### Stored data:
◇ ◇ ◇

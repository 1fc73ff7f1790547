//! Reference recommenders.
//!
//! [`popularity::TopPopRecommender`] fits in a single step;
//! [`factorization::ImplicitFactorizationModel`] trains one epoch per step
//! and reports a validation point after each.
pub mod factorization;
pub mod popularity;
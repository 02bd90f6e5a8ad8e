use anyhow::Result;
use rusqlite::{params, Connection, OptionalExtension};

// ─── App meta ────────────────────────────────────────────────────────────────

/// Named text blobs. The progress snapshot and display preferences each live
/// under their own key.
pub struct MetaRepo;

impl MetaRepo {
    pub fn get(conn: &Connection, key: &str) -> Result<Option<String>> {
        conn.query_row(
            "SELECT value FROM app_meta WHERE key = ?1",
            params![key],
            |row| row.get::<_, Option<String>>(0),
        )
        .optional()
        .map(Option::flatten)
        .map_err(anyhow::Error::from)
    }

    pub fn set(conn: &Connection, key: &str, value: &str) -> Result<()> {
        conn.execute(
            "INSERT INTO app_meta (key, value, updated_at) VALUES (?1, ?2, datetime('now'))
             ON CONFLICT(key) DO UPDATE SET value = ?2, updated_at = datetime('now')",
            params![key, value],
        )?;
        Ok(())
    }
}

◇ ◇ ◇

Set down, exactly as they stand above, the lines starting with the line with "pub mod popularity;" and going on through the line with "ON CONFLICT(key) DO", and no others.

pub mod popularity;
repository 02bd90f6e5a8ad8e
use anyhow::Result;
use rusqlite::{params, Connection, OptionalExtension};

// ─── App meta ────────────────────────────────────────────────────────────────

/// Named text blobs. The progress snapshot and display preferences each live
/// under their own key.
pub struct MetaRepo;

impl MetaRepo {
    pub fn get(conn: &Connection, key: &str) -> Result<Option<String>> {
        conn.query_row(
            "SELECT value FROM app_meta WHERE key = ?1",
            params![key],
            |row| row.get::<_, Option<String>>(0),
        )
        .optional()
        .map(Option::flatten)
        .map_err(anyhow::Error::from)
    }

    pub fn set(conn: &Connection, key: &str, value: &str) -> Result<()> {
        conn.execute(
            "INSERT INTO app_meta (key, value, updated_at) VALUES (?1, ?2, datetime('now'))
             ON CONFLICT(key) DO UPDATE SET value = ?2, updated_at = datetime('now')",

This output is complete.